When a company runs out of money, its managers may suffer meltdowns

(written by lawrence krubner, however indented passages are often quotes). You can contact lawrence at: lawrence@krubner.com

Some people (including my brother) had trouble believing that Milburn of Celolot would actually lose his temper with me. But it does happen, especially when a company is running out of business. So this story about screaming fits at Nasty Girl is easy for me to believe:

Several recently departed employees told Jezebel in June that the company had become an extremely dysfunctional place to work. The company was sued for allegedly firing several pregnant employees, during or just after their maternity leave. Those cases were settled in a confidential arbitration proceeding; so was the case of an employee who says she was laid off while suffering from advanced kidney failure. The employee, Farah Saberi, alleged that Nasty Gal let her insurance coverage lapse, in violation of her severance agreement, and that her desperately-needed kidney transplant was put on hold by her insurance company due to the lapse.

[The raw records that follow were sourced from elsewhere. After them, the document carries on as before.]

// SPDX-License-Identifier: BUSL-1.1
// Copyright (c) 2026 Alfred Jean LLC

//! Credential records resolved on demand during step execution.
//!
//! Material is decrypted by an external service before it reaches this type;
//! the core treats it as opaque key/value pairs and guarantees it is never
//! serialized into event payloads (see [`crate::redact`]).

use crate::tenant::TenantId;
use serde::{Deserialize, Serialize};
use serde_json::{Map, Value};

crate::define_id! {
    /// Unique identifier for a credential.
    pub struct CredentialId("cred-");
}

/// A stored credential, addressed by `(tenant, alias)` with an optional
/// environment discriminator.
#[derive(Debug, Clone, PartialEq, Serialize, Deserialize)]
pub struct Credential {
    pub id: CredentialId,
    pub tenant_id: TenantId,
    /// Alias used in step metadata references (`alias:NAME`).
    pub alias: String,
    /// Transport family this credential serves, e.g. "ssh" or "winrm".
    pub credential_type: String,
    #[serde(default, skip_serializing_if = "Option::is_none")]
    pub environment: Option<String>,
    /// Decrypted secret material: username, password, api_key, private_key,
    /// domain, and tool-specific extras.
    #[serde(default)]
    pub material: Map<String, Value>,
    #[serde(default, skip_serializing_if = "Option::is_none")]
    pub host: Option<String>,
    #[serde(default, skip_serializing_if = "Option::is_none")]
    pub port: Option<u16>,
    #[serde(default, skip_serializing_if = "Option::is_none")]
    pub database: Option<String>,
    #[serde(default, skip_serializing_if = "Option::is_none")]
    pub rotated_at_ms: Option<u64>,
}

impl Credential {
    /// Look up a string field from the material map.
    pub fn material_str(&self, key: &str) -> Option<&str> {
        self.material.get(key).and_then(Value::as_str)
    }
}

crate::builder! {
    pub struct CredentialBuilder => Credential {
        into {
            alias: String = "app-ssh",
            credential_type: String = "ssh",
        }
        set {
            id: CredentialId = CredentialId::new(),
            tenant_id: TenantId = TenantId::from_string("tnt-test"),
            material: Map<String, Value> = Map::new(),
        }
        option {
            environment: String = None,
            host: String = None,
            port: u16 = None,
            database: String = None,
            rotated_at_ms: u64 = None,
        }
    }
}
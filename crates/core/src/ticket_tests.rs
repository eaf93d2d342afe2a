// SPDX-License-Identifier: BUSL-1.1
// Copyright (c) 2026 Alfred Jean LLC

use super::*;

#[test]
fn external_key_requires_both_parts() {
    let ticket = Ticket::builder().build();
    assert_eq!(ticket.external_key(), None);

    let ticket = Ticket::builder().source("zoho").external_id("Z-100").build();
    assert_eq!(ticket.external_key(), Some(("zoho", "Z-100")));
}

#[test]
fn false_positive_classification() {
    let ticket = Ticket::builder().classification("false_positive").build();
    assert!(ticket.is_false_positive());

    let ticket = Ticket::builder().classification("actionable").build();
    assert!(!ticket.is_false_positive());
}

#[yare::parameterized(
    open = { TicketStatus::Open, "open" },
    in_progress = { TicketStatus::InProgress, "in_progress" },
    escalated = { TicketStatus::Escalated, "escalated" },
)]
fn status_display(status: TicketStatus, expected: &str) {
    assert_eq!(status.to_string(), expected);
}

#[test]
fn status_serde_uses_snake_case() {
    let json = serde_json::to_string(&TicketStatus::InProgress).unwrap();
    assert_eq!(json, "\"in_progress\"");
    let back: TicketStatus = serde_json::from_str("\"escalated\"").unwrap();
    assert_eq!(back, TicketStatus::Escalated);
}
// SPDX-License-Identifier: BUSL-1.1
// Copyright (c) 2026 Alfred Jean LLC

// Allow panic!/unwrap/expect in test code
#![cfg_attr(test, allow(clippy::panic))]
#![cfg_attr(test, allow(clippy::unwrap_used))]
#![cfg_attr(test, allow(clippy::expect_used))]

//! remedy-bus: append-only stream bus with consumer groups, plus the
//! idempotency store used to give publishes at-most-once semantics.

pub mod env;
pub mod idempotency;
pub mod stream;

pub use env::StreamConfig;
pub use idempotency::{
    IdempotencyStore, MemoryIdempotencyStore, PENDING_MARKER, SCOPE_SESSION_ASSIGN,
    SCOPE_SESSION_COMMAND, SCOPE_SESSION_CREATE,
};
pub use stream::{BusError, MemoryBus, StreamBus, StreamEntry, StreamId};
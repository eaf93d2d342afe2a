// SPDX-License-Identifier: BUSL-1.1
// Copyright (c) 2026 Alfred Jean LLC

//! Network cluster and device connectors.
//!
//! Cluster sessions are brokered by an external controller; the core
//! validates addressing and returns session frames. Device commands run
//! through an established cluster session.

use crate::config::ConnectionConfig;
use crate::outcome::ExecOutcome;
use std::time::Duration;

/// Establish a session to a network cluster/controller.
pub async fn execute_cluster(
    _command: &str,
    config: &ConnectionConfig,
    _timeout: Duration,
) -> ExecOutcome {
    let cluster = config.cluster.clone().unwrap_or_default();
    let cluster_id = cluster.id.or_else(|| config.cluster_id.clone());
    let management_host = cluster.management_host.or_else(|| config.host.clone());
    let transport = cluster
        .transport
        .or_else(|| config.transport.clone())
        .unwrap_or_else(|| "ssh".to_string());

    let (Some(cluster_id), Some(management_host)) = (cluster_id, management_host) else {
        return ExecOutcome::connection_failure(
            "Network cluster connector requires cluster.id and management_host.",
        );
    };

    let message =
        format!("[network-cluster:{cluster_id}] connected via {transport} ({management_host})");
    tracing::info!("{message}");
    ExecOutcome::ok(message)
}

/// Run a device-level command through an existing cluster session.
pub async fn execute_device(
    command: &str,
    config: &ConnectionConfig,
    _timeout: Duration,
) -> ExecOutcome {
    let cluster = config.cluster.clone().unwrap_or_default();
    let device = config.device.clone().unwrap_or_default();

    let cluster_id = cluster.id.or_else(|| config.cluster_id.clone());
    let device_id = device.id.or_else(|| config.device_id.clone());
    let mgmt_ip = device.mgmt_ip.or(device.host).or_else(|| config.host.clone());

    let Some(cluster_id) = cluster_id else {
        return ExecOutcome::connection_failure(
            "Network device metadata missing cluster identifier.",
        );
    };
    let (Some(device_id), Some(mgmt_ip)) = (device_id, mgmt_ip) else {
        return ExecOutcome::connection_failure(
            "Network device metadata requires device id and mgmt_ip/host.",
        );
    };

    let command_text = command.trim();
    let command_text = if command_text.is_empty() {
        "show running-config | include hostname"
    } else {
        command_text
    };

    ExecOutcome::ok(format!(
        "[network-device:{device_id}] via cluster {cluster_id} ({mgmt_ip}) -> {command_text}"
    ))
}

#[cfg(test)]
#[path = "network_tests.rs"]
mod tests;
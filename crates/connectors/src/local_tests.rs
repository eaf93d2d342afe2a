// SPDX-License-Identifier: BUSL-1.1
// Copyright (c) 2026 Alfred Jean LLC

use super::*;

#[tokio::test]
async fn successful_command_captures_stdout() {
    let outcome =
        execute("echo hello", &ConnectionConfig::local(), Duration::from_secs(10)).await;
    assert!(outcome.success);
    assert_eq!(outcome.exit_code, 0);
    assert_eq!(outcome.output.trim(), "hello");
    assert!(!outcome.connection_error);
    assert!(!outcome.simulated);
}

#[tokio::test]
async fn failing_command_reports_exit_code() {
    let outcome = execute("exit 3", &ConnectionConfig::local(), Duration::from_secs(10)).await;
    assert!(!outcome.success);
    assert_eq!(outcome.exit_code, 3);
}

#[tokio::test]
async fn stderr_is_captured() {
    let outcome =
        execute("echo oops >&2; false", &ConnectionConfig::local(), Duration::from_secs(10))
            .await;
    assert!(!outcome.success);
    assert_eq!(outcome.error.trim(), "oops");
}

#[tokio::test]
async fn timeout_is_reported() {
    let outcome = execute("sleep 5", &ConnectionConfig::local(), Duration::from_millis(100)).await;
    assert!(!outcome.success);
    assert_eq!(outcome.exit_code, -1);
    assert!(outcome.error.contains("timed out"));
    assert!(!outcome.connection_error);
}

#[tokio::test]
async fn empty_command_gets_placeholder() {
    let outcome = execute("   ", &ConnectionConfig::local(), Duration::from_secs(10)).await;
    assert!(outcome.success);
    assert!(outcome.output.contains("No command provided"));
}

#[tokio::test]
async fn shell_selection_is_honoured() {
    let config = ConnectionConfig {
        shell: Some("sh".to_string()),
        ..ConnectionConfig::local()
    };
    let outcome = execute("echo $0", &config, Duration::from_secs(10)).await;
    assert!(outcome.success);
    assert!(outcome.output.contains("sh"));
}
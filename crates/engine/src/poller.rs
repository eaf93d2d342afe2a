// SPDX-License-Identifier: BUSL-1.1
// Copyright (c) 2026 Alfred Jean LLC

//! Ticket poller: periodic pull from external ticketing APIs.
//!
//! Runs a single background loop that ticks every second so shutdown stays
//! responsive; each `api_poll` connection syncs on its own interval.
//! Fetchers may refresh OAuth tokens mid-call by mutating the connection
//! metadata in place. Refreshed tokens are persisted even when the fetch or
//! upsert subsequently fails; a freshly minted refresh must never be lost.

use crate::engine::{Engine, EngineError};
use async_trait::async_trait;
use remedy_core::ticket::{ConnectionId, SyncStatus};
use remedy_core::{Clock, Event, Ticket, TicketId, TicketStatus, TicketingConnection};
use serde_json::Value;
use std::sync::atomic::{AtomicBool, Ordering};
use std::sync::Arc;
use std::time::Duration;

const FETCH_LIMIT: usize = 100;
const ERROR_TRUNCATE: usize = 500;
/// Fallback lookback when a connection has never synced.
const DEFAULT_LOOKBACK_MS: u64 = 60 * 60 * 1000;

/// A ticket as returned by a tool-specific fetcher.
#[derive(Debug, Clone, PartialEq)]
pub struct FetchedTicket {
    pub source: String,
    pub external_id: String,
    pub title: String,
    pub description: String,
    pub severity: String,
    pub status: TicketStatus,
    pub environment: Option<String>,
    pub service: Option<String>,
    pub metadata: Value,
}

/// Tool-specific ticket fetcher (Zoho, ManageEngine, ...).
#[async_trait]
pub trait TicketFetcher: Send + Sync {
    /// Fetch tickets updated since `since_ms`. Implementations may refresh
    /// OAuth tokens by mutating `connection_meta` in place.
    async fn fetch_tickets(
        &self,
        tool_name: &str,
        api_base_url: &str,
        connection_meta: &mut Value,
        since_ms: u64,
        limit: usize,
    ) -> Result<Vec<FetchedTicket>, String>;
}

/// Background polling service.
pub struct TicketPoller<C: Clock> {
    engine: Arc<Engine<C>>,
    fetcher: Arc<dyn TicketFetcher>,
    running: Arc<AtomicBool>,
}

impl<C: Clock + 'static> TicketPoller<C> {
    pub fn new(engine: Arc<Engine<C>>, fetcher: Arc<dyn TicketFetcher>) -> Self {
        Self { engine, fetcher, running: Arc::new(AtomicBool::new(false)) }
    }

    /// Spawn the polling loop. Returns the join handle; call [`Self::stop`]
    /// for a bounded shutdown.
    pub fn start(&self) -> tokio::task::JoinHandle<()> {
        self.running.store(true, Ordering::SeqCst);
        let engine = Arc::clone(&self.engine);
        let fetcher = Arc::clone(&self.fetcher);
        let running = Arc::clone(&self.running);

        tokio::spawn(async move {
            tracing::info!("ticketing poller started");
            while running.load(Ordering::SeqCst) {
                if let Err(error) = poll_due_connections(&engine, fetcher.as_ref()).await {
                    tracing::error!(%error, "polling cycle failed");
                }
                // 1s granularity keeps shutdown bounded.
                tokio::time::sleep(Duration::from_secs(1)).await;
            }
            tracing::info!("ticketing poller stopped");
        })
    }

    pub fn stop(&self) {
        self.running.store(false, Ordering::SeqCst);
    }

    pub fn is_running(&self) -> bool {
        self.running.load(Ordering::SeqCst)
    }

    /// One fetch cycle for a single connection (exposed for tests and
    /// manual sync endpoints).
    pub async fn poll_connection(&self, connection_id: ConnectionId) -> Result<(), EngineError> {
        poll_one(&self.engine, self.fetcher.as_ref(), connection_id).await
    }
}

/// Enumerate active `api_poll` connections whose interval has elapsed.
async fn poll_due_connections<C: Clock>(
    engine: &Engine<C>,
    fetcher: &dyn TicketFetcher,
) -> Result<(), EngineError> {
    let now_ms = engine.clock().epoch_ms();
    let state_arc = engine.state();
    let due: Vec<ConnectionId> = {
        let state = state_arc.lock();
        state
            .connections
            .values()
            .filter(|connection| {
                connection.active
                    && connection.connection_type == "api_poll"
                    && is_due(connection, now_ms)
            })
            .map(|connection| connection.id)
            .collect()
    };

    for connection_id in due {
        if let Err(error) = poll_one(engine, fetcher, connection_id).await {
            tracing::error!(connection = %connection_id, %error, "connection poll failed");
        }
    }
    Ok(())
}

fn is_due(connection: &TicketingConnection, now_ms: u64) -> bool {
    match connection.last_sync_at_ms {
        None => true,
        Some(last) => now_ms >= last + connection.sync_interval_minutes * 60_000,
    }
}

async fn poll_one<C: Clock>(
    engine: &Engine<C>,
    fetcher: &dyn TicketFetcher,
    connection_id: ConnectionId,
) -> Result<(), EngineError> {
    let connection = {
        let state_arc = engine.state();
        let state = state_arc.lock();
        state
            .connections
            .get(&connection_id)
            .cloned()
            .ok_or_else(|| EngineError::not_found(format!("connection {connection_id}")))?
    };

    tracing::info!(tool = %connection.tool_name, connection = %connection_id, "polling");

    let now_ms = engine.clock().epoch_ms();
    let since_ms = connection
        .last_sync_at_ms
        .unwrap_or_else(|| now_ms.saturating_sub(DEFAULT_LOOKBACK_MS));

    // Snapshot so a token refresh is detectable afterwards.
    let mut meta = connection.metadata.clone();
    let original_meta = meta.to_string();

    let fetch_result = fetcher
        .fetch_tickets(
            &connection.tool_name,
            &connection.api_base_url,
            &mut meta,
            since_ms,
            FETCH_LIMIT,
        )
        .await;

    let tokens_refreshed = meta.to_string() != original_meta;
    if tokens_refreshed {
        tracing::info!(connection = %connection_id, "tokens were refreshed during fetch");
    }

    let sync_error = match fetch_result {
        Ok(fetched) => match upsert_fetched(engine, &connection, fetched) {
            Ok((created, updated)) => {
                tracing::info!(
                    connection = %connection_id,
                    created,
                    updated,
                    "poll finished"
                );
                None
            }
            Err(error) => Some(error.to_string()),
        },
        Err(error) => Some(error),
    };

    // Sync bookkeeping always persists the (possibly refreshed) metadata,
    // even on failure.
    let (status, error) = match sync_error {
        None => (SyncStatus::Success, None),
        Some(error) => {
            // Char-based cap keeps the cut on a boundary.
            let truncated: String = error.chars().take(ERROR_TRUNCATE).collect();
            (SyncStatus::Failed, Some(truncated))
        }
    };
    engine.commit(Event::ConnectionSyncUpdated {
        id: connection_id,
        last_sync_at_ms: engine.clock().epoch_ms(),
        status,
        error: error.clone(),
        metadata: meta,
    })?;

    match error {
        None => Ok(()),
        Some(error) => Err(EngineError::validation(format!(
            "poll failed for connection {connection_id}: {error}"
        ))),
    }
}

fn upsert_fetched<C: Clock>(
    engine: &Engine<C>,
    connection: &TicketingConnection,
    fetched: Vec<FetchedTicket>,
) -> Result<(usize, usize), EngineError> {
    let mut created = 0;
    let mut updated = 0;
    let now_ms = engine.clock().epoch_ms();

    for item in fetched {
        let existing = {
            let state_arc = engine.state();
            let state = state_arc.lock();
            state
                .ticket_by_external(connection.tenant_id.as_str(), &item.source, &item.external_id)
                .cloned()
        };

        let ticket = match existing {
            Some(existing) => {
                updated += 1;
                Ticket {
                    title: item.title,
                    description: item.description,
                    severity: item.severity,
                    status: item.status,
                    metadata: item.metadata,
                    updated_at_ms: now_ms,
                    ..existing
                }
            }
            None => {
                created += 1;
                Ticket {
                    id: TicketId::new(),
                    tenant_id: connection.tenant_id,
                    external_id: Some(item.external_id),
                    source: Some(item.source),
                    title: item.title,
                    description: item.description,
                    severity: item.severity,
                    environment: item.environment.or_else(|| Some("prod".to_string())),
                    service: item.service,
                    status: item.status,
                    classification: None,
                    classification_confidence: None,
                    raw_payload: Value::Null,
                    metadata: item.metadata,
                    received_at_ms: now_ms,
                    updated_at_ms: now_ms,
                    resolved_at_ms: None,
                }
            }
        };
        engine.commit(Event::TicketUpserted { ticket })?;
    }
    Ok((created, updated))
}

#[cfg(test)]
#[path = "poller_tests.rs"]
mod tests;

A current employee told Jezebel this winter that the office environment had grown very tense, with CEO Sheree Waterson delivering screaming tirades almost daily. In one bizarre incident, the employee said, Waterson spent almost a full day “freaking out” about Nasty Gal’s downtown office being dirty and trying to clean the refrigerator.

The employee called the environment “emotionally abusive,” adding, “Work is a constant fire drill based on Sheree’s whims that week. Her expectation is that we should work 7 days a week. There is never positive feedback. Only lectures and insults. What’s the opposite of being empowered? Marginalized? Everyone has developed stress related illnesses from shingles to IBS to stress eczema.”

“Honestly, things are getting kinda nuts” another current employee agreed at the time. “I love my job, but I hate working for this company… and of course the whole problem lies with upper management.”